ASSIGNMENT>
For every line in the records that has the word "CubeFace", make a copy.

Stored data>
========================================================================
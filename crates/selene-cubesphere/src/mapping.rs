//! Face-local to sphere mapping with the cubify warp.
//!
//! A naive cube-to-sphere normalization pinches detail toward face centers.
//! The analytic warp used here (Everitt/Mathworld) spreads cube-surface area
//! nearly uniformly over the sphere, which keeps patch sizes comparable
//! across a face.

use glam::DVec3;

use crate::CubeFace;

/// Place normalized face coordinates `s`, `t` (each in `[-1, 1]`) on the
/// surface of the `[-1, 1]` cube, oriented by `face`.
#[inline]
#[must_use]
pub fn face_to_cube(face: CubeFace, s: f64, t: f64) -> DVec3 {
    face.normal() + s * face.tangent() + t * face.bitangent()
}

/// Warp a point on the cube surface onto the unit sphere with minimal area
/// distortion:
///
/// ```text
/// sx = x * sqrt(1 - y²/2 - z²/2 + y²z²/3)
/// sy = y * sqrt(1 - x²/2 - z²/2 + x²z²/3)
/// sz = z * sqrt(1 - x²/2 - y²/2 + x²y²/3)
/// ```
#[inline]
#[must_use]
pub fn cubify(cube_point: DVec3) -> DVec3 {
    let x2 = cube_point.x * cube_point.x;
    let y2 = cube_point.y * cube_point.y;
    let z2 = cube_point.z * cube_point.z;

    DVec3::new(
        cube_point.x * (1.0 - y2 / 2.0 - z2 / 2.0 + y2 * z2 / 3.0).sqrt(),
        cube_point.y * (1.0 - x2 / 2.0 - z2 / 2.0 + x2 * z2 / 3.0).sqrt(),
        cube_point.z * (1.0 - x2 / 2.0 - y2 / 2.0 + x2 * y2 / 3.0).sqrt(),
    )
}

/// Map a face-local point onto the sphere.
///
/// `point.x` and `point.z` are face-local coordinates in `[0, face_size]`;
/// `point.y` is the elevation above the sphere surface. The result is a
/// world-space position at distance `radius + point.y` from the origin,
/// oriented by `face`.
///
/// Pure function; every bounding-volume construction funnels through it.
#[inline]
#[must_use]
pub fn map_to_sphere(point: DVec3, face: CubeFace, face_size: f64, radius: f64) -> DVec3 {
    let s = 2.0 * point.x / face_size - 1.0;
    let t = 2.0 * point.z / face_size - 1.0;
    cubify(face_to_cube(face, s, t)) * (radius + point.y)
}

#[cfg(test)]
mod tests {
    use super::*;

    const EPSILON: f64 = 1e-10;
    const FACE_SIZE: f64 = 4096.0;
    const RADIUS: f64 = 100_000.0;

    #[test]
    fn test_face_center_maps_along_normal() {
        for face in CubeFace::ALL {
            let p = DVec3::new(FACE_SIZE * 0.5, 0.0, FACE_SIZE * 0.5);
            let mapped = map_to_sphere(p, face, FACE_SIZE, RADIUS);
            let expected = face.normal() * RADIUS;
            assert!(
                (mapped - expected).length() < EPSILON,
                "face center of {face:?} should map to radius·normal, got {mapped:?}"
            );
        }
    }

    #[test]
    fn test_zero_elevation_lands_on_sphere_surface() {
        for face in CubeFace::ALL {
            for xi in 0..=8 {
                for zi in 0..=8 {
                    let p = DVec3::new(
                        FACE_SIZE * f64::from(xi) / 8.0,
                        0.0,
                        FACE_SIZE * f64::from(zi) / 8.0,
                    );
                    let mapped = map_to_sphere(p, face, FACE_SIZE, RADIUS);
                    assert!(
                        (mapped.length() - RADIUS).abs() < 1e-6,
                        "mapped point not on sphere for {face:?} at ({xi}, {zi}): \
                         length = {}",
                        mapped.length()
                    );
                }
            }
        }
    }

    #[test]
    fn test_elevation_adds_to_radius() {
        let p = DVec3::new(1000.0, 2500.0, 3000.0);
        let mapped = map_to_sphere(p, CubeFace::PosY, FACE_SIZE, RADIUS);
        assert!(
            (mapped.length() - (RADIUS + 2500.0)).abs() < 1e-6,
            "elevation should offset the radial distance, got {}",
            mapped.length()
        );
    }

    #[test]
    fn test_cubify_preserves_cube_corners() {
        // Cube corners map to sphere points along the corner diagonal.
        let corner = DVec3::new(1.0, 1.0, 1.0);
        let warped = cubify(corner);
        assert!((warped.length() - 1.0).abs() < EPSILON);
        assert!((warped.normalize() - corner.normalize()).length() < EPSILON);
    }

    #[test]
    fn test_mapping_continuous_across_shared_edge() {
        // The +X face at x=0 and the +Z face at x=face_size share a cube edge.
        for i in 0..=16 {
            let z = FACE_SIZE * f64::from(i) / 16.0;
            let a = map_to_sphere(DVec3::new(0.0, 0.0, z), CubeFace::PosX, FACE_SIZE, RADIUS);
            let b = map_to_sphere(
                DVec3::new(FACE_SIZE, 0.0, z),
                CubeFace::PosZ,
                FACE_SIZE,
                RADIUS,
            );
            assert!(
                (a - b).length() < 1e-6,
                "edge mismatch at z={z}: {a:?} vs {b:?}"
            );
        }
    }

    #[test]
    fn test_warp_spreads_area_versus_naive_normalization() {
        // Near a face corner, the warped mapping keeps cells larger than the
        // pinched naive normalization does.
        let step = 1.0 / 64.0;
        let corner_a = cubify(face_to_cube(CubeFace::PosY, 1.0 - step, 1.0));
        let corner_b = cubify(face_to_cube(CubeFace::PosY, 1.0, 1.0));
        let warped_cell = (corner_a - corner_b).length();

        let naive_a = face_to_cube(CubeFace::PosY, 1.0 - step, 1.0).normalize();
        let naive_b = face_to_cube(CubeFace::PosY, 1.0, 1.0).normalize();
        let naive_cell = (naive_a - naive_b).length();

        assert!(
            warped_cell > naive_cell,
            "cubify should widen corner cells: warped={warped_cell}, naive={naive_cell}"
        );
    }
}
========================================================================
EXERCISE RESPONSE>
use crate::CubeFace;
pub fn face_to_cube(face: CubeFace, s: f64, t: f64) -> DVec3 {
pub fn map_to_sphere(point: DVec3, face: CubeFace, face_size: f64, radius: f64) -> DVec3 {
        for face in CubeFace::ALL {
        for face in CubeFace::ALL {
        let mapped = map_to_sphere(p, CubeFace::PosY, FACE_SIZE, RADIUS);
            let a = map_to_sphere(DVec3::new(0.0, 0.0, z), CubeFace::PosX, FACE_SIZE, RADIUS);
                CubeFace::PosZ,
        let corner_a = cubify(face_to_cube(CubeFace::PosY, 1.0 - step, 1.0));
        let corner_b = cubify(face_to_cube(CubeFace::PosY, 1.0, 1.0));
        let naive_a = face_to_cube(CubeFace::PosY, 1.0 - step, 1.0).normalize();
        let naive_b = face_to_cube(CubeFace::PosY, 1.0, 1.0).normalize();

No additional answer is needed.